There’s no doubt that managing a biotech company is an enduring challenge, even during less tumultuous economic times. Now, entrepreneurs are contending with resources that are incredibly tight, an economy that is unsettled, a stock market on a roller-coaster ride, and research and development budgets that are being slashed. The stewardship role entrusted to the management teams of biotech companies has become especially tricky as they are required to make tough choices that balance the needs of investors and the pursuit of scientific discovery. They must also manage the chaotic world of innovation within the regulatory boundaries of FDA approval process, and give freedom to creative scientists without letting go of the fiscal discipline.
So how are biotech companies handling the pressure? At BDO USA, our analysis of the 10-K SEC filings of publicly traded companies listed on the NASDAQ Biotechnology Index (NBI) over the last four years provides a window into the impact of the economic turmoil on biotech’s operations, and strategies that management teams are using to remain financially viable. For the purpose of the analysis, biotech companies were classified as “large” (between $50 million and $300 million in revenue) and “small” (less than $50 million in revenue).
Here are the major findings:
Cash is King
An assertion perhaps no more critical than in the biotech industry, where cash and liquidity are really strategic assets. No matter how talented and innovative a company’s research team is, or how promising the technology they are developing, all comes to naught if there is no ability to continue to fund such efforts and the company runs out of cash. According to our analysis, NBI constituents—despite the turbulent markets and global recession—managed to maintain a very stable level of cash: the equivalent, on average, of over 2.5 years of R&D spending. However, maintaining liquidity has come at the expense of spending on R&D, a trend also seen at big pharmaceutica companies. The good news is that despite two consecutive years of R&D cutbacks in 2009 and 2010, biotech companies still managed to achieve double-digit growth in average revenue.

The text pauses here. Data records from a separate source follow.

//! Spreadsheet loading: named-field access over one worksheet.
//!
//! Reads a fixed worksheet whose headers start at a known row and exposes
//! each data row as a map of trimmed header name to cell text, plus the
//! hyperlink target behind a cell when one exists. Display text and
//! hyperlink target can differ; for the video columns the target is the
//! authoritative value, so both are carried.

use std::collections::HashMap;
use std::path::Path;

use crate::error::{SourceError, SourceResult};

/// One worksheet loaded into memory.
#[derive(Debug, Clone)]
pub struct SheetTable {
    /// Trimmed header names, in sheet column order.
    pub headers: Vec<String>,
    /// Data rows below the header row, fully empty rows dropped.
    pub rows: Vec<SheetRow>,
}

/// One data row, keyed by header name.
#[derive(Debug, Clone, Default)]
pub struct SheetRow {
    values: HashMap<String, String>,
    links: HashMap<String, String>,
}

impl SheetRow {
    pub fn new(values: HashMap<String, String>, links: HashMap<String, String>) -> Self {
        Self { values, links }
    }

    /// Trimmed cell text for a column. Empty string for absent columns.
    pub fn get(&self, column: &str) -> &str {
        self.values.get(column).map(String::as_str).unwrap_or("")
    }

    /// Hyperlink target behind the cell, if any.
    pub fn hyperlink(&self, column: &str) -> Option<&str> {
        self.links.get(column).map(String::as_str)
    }
}

/// Load one worksheet.
///
/// `header_row` is 1-indexed; data starts on the next row. Header names
/// are trimmed, which also absorbs the known trailing-space variants in
/// the source ("Target Muscle Group ", "Primary Equipment "). Columns
/// with an empty header cell are skipped.
///
/// Pre-flight: fails with [`SourceError::MissingInput`] before any
/// processing if the file does not exist.
pub fn read_sheet<P: AsRef<Path>>(
    path: P,
    sheet_name: &str,
    header_row: u32,
) -> SourceResult<SheetTable> {
    let path = path.as_ref();
    if !path.exists() {
        return Err(SourceError::MissingInput(path.to_path_buf()));
    }

    let book = umya_spreadsheet::reader::xlsx::read(path)
        .map_err(|e| SourceError::Workbook(e.to_string()))?;
    let worksheet = book
        .get_sheet_by_name(sheet_name)
        .ok_or_else(|| SourceError::SheetNotFound(sheet_name.to_string()))?;

    let max_column = worksheet.get_highest_column();
    let max_row = worksheet.get_highest_row();

    let mut columns: Vec<(u32, String)> = Vec::new();
    for col in 1..=max_column {
        let name = worksheet.get_value((col, header_row)).trim().to_string();
        if !name.is_empty() {
            columns.push((col, name));
        }
    }

    if columns.is_empty() {
        return Err(SourceError::NoHeaders);
    }

    let headers: Vec<String> = columns.iter().map(|(_, name)| name.clone()).collect();

    let mut rows = Vec::new();
    for row in (header_row + 1)..=max_row {
        let mut values = HashMap::new();
        let mut links = HashMap::new();
        let mut any_content = false;

        for (col, name) in &columns {
            let text = worksheet.get_value((*col, row)).trim().to_string();
            if !text.is_empty() {
                any_content = true;
            }

            let target = worksheet
                .get_cell((*col, row))
                .and_then(|cell| cell.get_hyperlink())
                .map(|link| link.get_url().to_string());
            if let Some(url) = target {
                if !url.is_empty() {
                    any_content = true;
                    links.insert(name.clone(), url);
                }
            }

            values.insert(name.clone(), text);
        }

        if any_content {
            rows.push(SheetRow::new(values, links));
        }
    }

    Ok(SheetTable { headers, rows })
}
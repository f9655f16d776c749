//! CSV export cleanup job.
//!
//! Takes the raw exercises table export and produces an import-ready
//! copy: canonical array literals for the list-valued columns, lowercase
//! boolean tokens, a trimmed name, and empty strings for nullable
//! scalars so they import as NULL. Column order is preserved from the
//! source. Audit tallies are collected in the same pass.

use serde_json::Value;

use crate::audit::{
    count_duplicate_names, sorted_missingness, ArrayColumnStats, CleanAudit, InvalidExample,
};
use crate::parser::RowSet;

use super::array;
use super::value::{cell_str, is_empty};

/// Array-typed columns in the exercises export.
pub const ARRAY_COLUMNS: [&str; 4] = ["muscle_groups", "equipment_needed", "instructions", "tips"];

/// Boolean columns coerced to lowercase literals, null defaulting to false.
pub const BOOL_COLUMNS: [&str; 2] = ["is_compound", "is_custom"];

/// Nullable scalar columns kept as empty strings so the importer reads
/// NULL. `tips` and `instructions` appear here for completeness but are
/// array columns first, so the array handling wins for them.
pub const NULLABLE_COLUMNS: [&str; 10] = [
    "description",
    "difficulty",
    "video_url",
    "image_url",
    "gif_url",
    "tips",
    "instructions",
    "exercisedb_id",
    "last_synced_at",
    "created_by",
];

/// How many invalid-parse examples to keep per array column.
const MAX_INVALID_EXAMPLES: usize = 10;

/// Raw cell text kept in an example before truncation.
const MAX_EXAMPLE_CHARS: usize = 200;

/// Result of the cleanup job.
#[derive(Debug, Clone)]
pub struct CleanOutcome {
    /// Output headers, identical to the source headers.
    pub headers: Vec<String>,
    /// Output rows in header order.
    pub rows: Vec<Vec<String>>,
    /// Audit facts collected during the pass.
    pub audit: CleanAudit,
}

/// Clean a loaded exercises export.
pub fn clean_rows(source: &RowSet) -> CleanOutcome {
    let row_count = source.records.len();

    let missingness = sorted_missingness(
        source
            .headers
            .iter()
            .map(|header| {
                let empty = source
                    .records
                    .iter()
                    .filter(|record| raw_is_empty(record, header))
                    .count();
                (header.clone(), empty)
            })
            .collect(),
        row_count,
    );

    let names: Vec<String> = source
        .records
        .iter()
        .map(|record| cell_str(record, "name"))
        .collect();
    let duplicate_names = if source.headers.iter().any(|h| h == "name") {
        count_duplicate_names(names.iter().map(String::as_str))
    } else {
        0
    };

    let mut array_stats: Vec<ArrayColumnStats> = ARRAY_COLUMNS
        .iter()
        .filter(|column| source.headers.iter().any(|h| h == *column))
        .map(|column| ArrayColumnStats::new(*column))
        .collect();

    let mut rows = Vec::with_capacity(row_count);

    for (index, record) in source.records.iter().enumerate() {
        let mut row = Vec::with_capacity(source.headers.len());

        for header in &source.headers {
            let value = if let Some(stats) = array_stats
                .iter_mut()
                .find(|stats| stats.column == *header)
            {
                clean_array_cell(record, header, index, stats)
            } else if header == "name" {
                cell_str(record, "name")
            } else if BOOL_COLUMNS.contains(&header.as_str()) {
                bool_literal(&cell_str(record, header)).to_string()
            } else if NULLABLE_COLUMNS.contains(&header.as_str()) {
                nullable_cell(record, header)
            } else {
                raw_cell(record, header)
            };
            row.push(value);
        }

        rows.push(row);
    }

    CleanOutcome {
        headers: source.headers.clone(),
        rows,
        audit: CleanAudit {
            row_count,
            column_count: source.headers.len(),
            duplicate_names,
            missingness,
            array_stats,
        },
    }
}

/// Decode, tally, and re-encode one array cell. Already-valid input
/// still goes through the codec so every row carries the canonical
/// literal form.
fn clean_array_cell(
    record: &Value,
    column: &str,
    index: usize,
    stats: &mut ArrayColumnStats,
) -> String {
    stats.total_rows += 1;

    let raw = record.get(column).cloned().unwrap_or(Value::Null);
    if is_empty(&raw) {
        stats.empty_rows += 1;
        return array::encode::<&str>(&[]);
    }

    let (items, valid) = array::decode(&raw);
    if valid {
        stats.valid_rows += 1;
    } else {
        stats.invalid_rows += 1;
        if stats.invalid_examples.len() < MAX_INVALID_EXAMPLES {
            stats.invalid_examples.push(InvalidExample {
                label: example_label(record, index),
                raw: truncate_chars(&cell_str(record, column), MAX_EXAMPLE_CHARS),
            });
        }
    }

    array::encode(&items)
}

/// Row id + name when available, else the row index.
fn example_label(record: &Value, index: usize) -> String {
    let id = cell_str(record, "id");
    let name = cell_str(record, "name");
    let label = format!("{} {}", id, name).trim().to_string();
    if label.is_empty() {
        index.to_string()
    } else {
        label
    }
}

fn truncate_chars(text: &str, limit: usize) -> String {
    text.chars().take(limit).collect()
}

/// Lowercase boolean literal; anything but a literal "true" is false.
fn bool_literal(raw: &str) -> &'static str {
    if raw.trim().eq_ignore_ascii_case("true") {
        "true"
    } else {
        "false"
    }
}

/// Pass a nullable scalar through, blanking null-equivalent cells.
fn nullable_cell(record: &Value, column: &str) -> String {
    let raw = record.get(column).cloned().unwrap_or(Value::Null);
    if is_empty(&raw) {
        String::new()
    } else {
        raw_cell(record, column)
    }
}

/// Cell text exactly as read, without trimming. Missing columns read
/// as empty.
fn raw_cell(record: &Value, column: &str) -> String {
    match record.get(column) {
        Some(Value::String(s)) => s.clone(),
        Some(Value::Null) | None => String::new(),
        Some(other) => other.to_string(),
    }
}

fn raw_is_empty(record: &Value, column: &str) -> bool {
    match record.get(column) {
        Some(value) => is_empty(value),
        None => true,
    }
}
//! Value classifiers for loosely-typed source cells.

use serde_json::Value;

/// Whether a source cell counts as empty: absent, JSON null, or a
/// blank/whitespace-only string.
pub fn is_empty(value: &Value) -> bool {
    match value {
        Value::Null => true,
        Value::String(s) => s.trim().is_empty(),
        _ => false,
    }
}

/// Stringify and trim a source cell. Null becomes the empty string.
pub fn clean_str(value: &Value) -> String {
    match value {
        Value::Null => String::new(),
        Value::String(s) => s.trim().to_string(),
        other => other.to_string(),
    }
}

/// Trimmed string value of a named field in a JSON row object.
/// Missing fields read as empty, never as an error.
pub fn cell_str(row: &Value, column: &str) -> String {
    row.get(column).map(clean_str).unwrap_or_default()
}

/// Collapse internal whitespace runs to single spaces and trim the ends.
pub fn normalize_whitespace(text: &str) -> String {
    text.split_whitespace().collect::<Vec<_>>().join(" ")
}

/// Deduplicate case-insensitively, keeping first-seen order and casing.
/// Items are trimmed and blank items dropped.
pub fn dedupe_case_insensitive<I, S>(items: I) -> Vec<String>
where
    I: IntoIterator<Item = S>,
    S: AsRef<str>,
{
    let mut seen = std::collections::HashSet::new();
    let mut out = Vec::new();
    for item in items {
        let trimmed = item.as_ref().trim();
        if trimmed.is_empty() {
            continue;
        }
        let key = trimmed.to_lowercase();
        if seen.insert(key) {
            out.push(trimmed.to_string());
        }
    }
    out
}
impl RotationEngine {
    pub fn new(
        store: Arc<KeyStore>,
        barrier: Arc<Barrier>,
        config: EngineConfig,
        audit: Arc<dyn AuditSink>,
    ) -> Result<Self, EngineError> {
        config.validate()?;
        store.write_transaction(|tx| {
            tx.execute_batch(SCHEMA)
                .map_err(EngineError::from)
        })?;
        Ok(Self {
            store,
            barrier,
            config,
            audit,
        })
    }

    /// Create an elastic key together with its first material. The optional
    /// `max_materials` overrides the engine default for this key only.
    pub fn create_elastic_key(
        &self,
        tenant_id: Uuid,
        algorithm: KeyAlgorithm,
        max_materials: Option<u32>,
    ) -> Result<(ElasticKey, MaterialKey), EngineError> {
        let max = match max_materials {
            Some(value) => {
                validate_max_materials(value)?;
                value
            }
            None => self.config.max_materials,
        };
        let key = ElasticKey {
            id: Uuid::new_v4(),
            tenant_id,
            algorithm,
            max_materials: max,
            created_at: Utc::now(),
        };
        let material = self.store.write_transaction(|tx| {
            tx.execute(
                "INSERT INTO elastic_keys (id, tenant_id, algorithm, max_materials, created_at)
                 VALUES (?1, ?2, ?3, ?4, ?5)",
                rusqlite::params![
                    key.id.to_string(),
                    key.tenant_id.to_string(),
                    key.algorithm.as_str(),
                    key.max_materials,
                    timestamp_micros(key.created_at),
                ],
            )
            .map_err(EngineError::from)?;
            self.insert_material(tx, &key)
        })?;
        tracing::info!(elastic_key_id = %key.id, tenant_id = %tenant_id, "elastic key created");
        self.emit(AuditAction::MaterialCreated, &key, material.id);
        Ok((key, material))
    }

    /// Add a fresh material under `elastic_key_id` and retire the current
    /// one. Fails with `CapacityExceeded` once the key holds its maximum
    /// number of materials; retired materials stay readable until then.
    pub fn rotate(&self, tenant_id: Uuid, elastic_key_id: Uuid) -> Result<MaterialKey, EngineError> {
        let mut backoff = ROTATE_BACKOFF;
        for attempt in 1..=ROTATE_ATTEMPTS {
            let result = self.store.write_transaction(|tx| {
                let key = self.load_elastic(tx, tenant_id, elastic_key_id)?;
                let count: u32 = tx.query_row(
                    "SELECT COUNT(*) FROM material_keys WHERE elastic_key_id = ?1",
                    [elastic_key_id.to_string()],
                    |row| row.get(0),
                )?;
                if count >= key.max_materials {
                    return Err(EngineError::CapacityExceeded {
                        elastic_key_id,
                        max: key.max_materials,
                    });
                }
                let now = timestamp_micros(Utc::now());
                tx.execute(
                    "UPDATE material_keys SET rotated_at = ?1
                     WHERE elastic_key_id = ?2 AND rotated_at IS NULL",
                    rusqlite::params![now, elastic_key_id.to_string()],
                )?;
                let material = self.insert_material(tx, &key)?;
                Ok((key, material))
            });
            match result {
                Ok((key, material)) => {
                    tracing::info!(
                        elastic_key_id = %elastic_key_id,
                        material_key_id = %material.id,
                        "material rotated"
                    );
                    self.emit(AuditAction::MaterialRotated, &key, material.id);
                    return Ok(material);
                }
                Err(err) if err.is_retryable() && attempt < ROTATE_ATTEMPTS => {
                    tracing::debug!(attempt, "material rotation conflict, retrying");
                    thread::sleep(backoff);
                    backoff *= 2;
                }
                Err(err) => return Err(err),
            }
        }
        Err(EngineError::Barrier(
            sealbase_barrier::BarrierError::RotationConflict,
        ))
    }

    /// Manually retire one material without provisioning a replacement.
    /// Retiring the sole active material is allowed; the key then has no
    /// active material until the next rotation. Idempotent for materials
    /// already retired.
    pub fn retire_material(
        &self,
        tenant_id: Uuid,
        elastic_key_id: Uuid,
        material_key_id: Uuid,
    ) -> Result<(), EngineError> {
        let key = self.store.write_transaction(|tx| {
            let key = self.load_elastic(tx, tenant_id, elastic_key_id)?;
            let exists: bool = tx.query_row(
                "SELECT COUNT(*) FROM material_keys WHERE id = ?1 AND elastic_key_id = ?2",
                rusqlite::params![material_key_id.to_string(), elastic_key_id.to_string()],
                |row| row.get::<_, u32>(0).map(|n| n > 0),
            )?;
            if !exists {
                return Err(EngineError::MaterialKeyNotFound {
                    id: material_key_id,
                });
            }
            tx.execute(
                "UPDATE material_keys SET rotated_at = ?1
                 WHERE id = ?2 AND rotated_at IS NULL",
                rusqlite::params![timestamp_micros(Utc::now()), material_key_id.to_string()],
            )?;
            Ok(key)
        })?;
        tracing::info!(
            elastic_key_id = %elastic_key_id,
            material_key_id = %material_key_id,
            "material retired"
        );
        self.emit(AuditAction::MaterialRetired, &key, material_key_id);
        Ok(())
    }

    /// The material currently used for new encryptions under this key.
    pub fn get_active_material(
        &self,
        tenant_id: Uuid,
        elastic_key_id: Uuid,
    ) -> Result<MaterialKey, EngineError> {
        self.store.transaction(|tx| {
            self.load_elastic(tx, tenant_id, elastic_key_id)?;
            let materials = load_materials(tx, elastic_key_id)?;
            let active = select_active(&materials, "material")?;
            Ok(active.clone())
        })
    }

    /// All materials under the key, oldest first. Retired generations are
    /// included so historical ciphertext can be mapped to its material.
    pub fn list_materials(
        &self,
        tenant_id: Uuid,
        elastic_key_id: Uuid,
    ) -> Result<Vec<MaterialKey>, EngineError> {
        self.store.transaction(|tx| {
            self.load_elastic(tx, tenant_id, elastic_key_id)?;
            load_materials(tx, elastic_key_id)
        })
    }

    /// Decrypt one material's key bytes through the barrier. Works for
    /// retired materials too; that is the whole point of retention.
    pub fn material_plaintext(
        &self,
        tenant_id: Uuid,
        elastic_key_id: Uuid,
        material_key_id: Uuid,
    ) -> Result<Zeroizing<Vec<u8>>, EngineError> {
        self.store.transaction(|tx| {
            self.load_elastic(tx, tenant_id, elastic_key_id)?;
            let material = tx
                .query_row(
                    "SELECT id, elastic_key_id, encrypted_key, created_at, rotated_at
                     FROM material_keys WHERE id = ?1 AND elastic_key_id = ?2",
                    rusqlite::params![material_key_id.to_string(), elastic_key_id.to_string()],
                    material_from_row,
                )
                .optional()?
                .ok_or(EngineError::MaterialKeyNotFound {
                    id: material_key_id,
                })?;
            let plaintext = self.barrier.decrypt_in(tx, &material.encrypted_key)?;
            Ok(Zeroizing::new(plaintext))
        })
    }

    pub fn get_elastic_key(
        &self,
        tenant_id: Uuid,
        elastic_key_id: Uuid,
    ) -> Result<ElasticKey, EngineError> {
        self.store
            .transaction(|tx| self.load_elastic(tx, tenant_id, elastic_key_id))
    }

    /// Decommission an elastic key and every material under it. Ciphertext
    /// produced with those materials becomes permanently unreadable.
    pub fn delete_elastic_key(
        &self,
        tenant_id: Uuid,
        elastic_key_id: Uuid,
    ) -> Result<(), EngineError> {
        self.store.write_transaction(|tx| -> Result<(), EngineError> {
            self.load_elastic(tx, tenant_id, elastic_key_id)?;
            tx.execute(
                "DELETE FROM material_keys WHERE elastic_key_id = ?1",
                [elastic_key_id.to_string()],
            )?;
            tx.execute(
                "DELETE FROM elastic_keys WHERE id = ?1",
                [elastic_key_id.to_string()],
            )?;
            Ok(())
        })?;
        tracing::info!(elastic_key_id = %elastic_key_id, "elastic key deleted");
        Ok(())
    }

    fn insert_material(
        &self,
        tx: &Transaction,
        key: &ElasticKey,
    ) -> Result<MaterialKey, EngineError> {
        let raw = generate_key(key.algorithm.envelope_alg())?;
        let encrypted_key = self.barrier.encrypt_in(tx, &raw)?;
        let material = MaterialKey {
            id: Uuid::new_v4(),
            elastic_key_id: key.id,
            encrypted_key,
            created_at: Utc::now(),
            rotated_at: None,
        };
        tx.execute(
            "INSERT INTO material_keys (id, elastic_key_id, encrypted_key, created_at, rotated_at)
             VALUES (?1, ?2, ?3, ?4, NULL)",
            rusqlite::params![
                material.id.to_string(),
                material.elastic_key_id.to_string(),
                material.encrypted_key,
                timestamp_micros(material.created_at),
            ],
        )?;
        Ok(material)
    }

    /// Tenant ownership is checked here; a key owned by another tenant is
    /// indistinguishable from a missing one.
    fn load_elastic(
        &self,
        tx: &Transaction,
        tenant_id: Uuid,
        elastic_key_id: Uuid,
    ) -> Result<ElasticKey, EngineError> {
        tx.query_row(
            "SELECT id, tenant_id, algorithm, max_materials, created_at
             FROM elastic_keys WHERE id = ?1 AND tenant_id = ?2",
            rusqlite::params![elastic_key_id.to_string(), tenant_id.to_string()],
            elastic_from_row,
        )
        .optional()?
        .ok_or(EngineError::ElasticKeyNotFound { id: elastic_key_id })
    }

    fn emit(&self, action: AuditAction, key: &ElasticKey, material_key_id: Uuid) {
        audit::emit(
            self.audit.as_ref(),
            &self.config,
            AuditEvent::new(action, key.tenant_id, key.id, material_key_id),
        );
    }
}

But if R&D spending is dropping, it’s logical to ask whether the biotech sector is suffering a decline in its desire to pursue new drugs, and what this will mean for product development. Are biotech companies becoming less innovative? From our perspective, the answer appears to be no, at least not in the near future. Biotech companies appear to be maintaining their average headcount, which is encouraging, but the spending per employee has gone down. What appears to be happening is that management teams are being more selective—sometimes strategically and at other times due to necessity—by funding certain programs ahead of others.
In addition, the frequency and significance of strategic partnerships and collaborative arrangements between biotech companies and pharmaceutical companies have been increasing over the past years. This has enabled biotechs to fund some R&D activities from payments under such collaboration deals at times when they don’t have products that are being sold commercially. As such, collaborative arrangements have become an essential financial lifeline for biotechs.
However, a word of warning. As big pharma cuts back on their R&D spending due to significant pressure to show a return on their R&D spending, management teams of biotech companies should expect to see a higher level of diligence and scrutiny from pharma companies before they fund collaboration deals. Under such a scenario, a careful and objective analysis will be critical in determining which projects and R&D efforts have the best chances of success in getting through all stages of the multi-year product development cycle. The dilemma for management teams will be whether it is better to delay certain R&D projects to conserve cash for projects that may have a better chance of commercial success.
The Role of Capital Markets
When it comes to accessing capital markets for product development, equity remains the top source of financing, according to the 10-K analysis. In 2010, 51 percent of smaller companies were able to raise an average of $64 million equity financing. This shows a promising rebound as companies are approaching pre-recessionary levels—61 percent of smaller companies raised financing in 2007 and the average value was also $64 million. Therefore, investors continue to have an appetite for investments in the biotech sector, but have become more selective.
Backers of biotech companies make huge investments and clearly want to maximize returns on their investment. Maintaining a fine balance between innovative curiosity and creating meaningful opportunities to generate shareholder returns promises to become more and more challenging. Companies will need to remain flexible to innovate not only in core scientific areas but also in their business models and operational structure in order to thrive in changing market dynamics, and fulfill the critical mission of making a difference in the lives of people globally.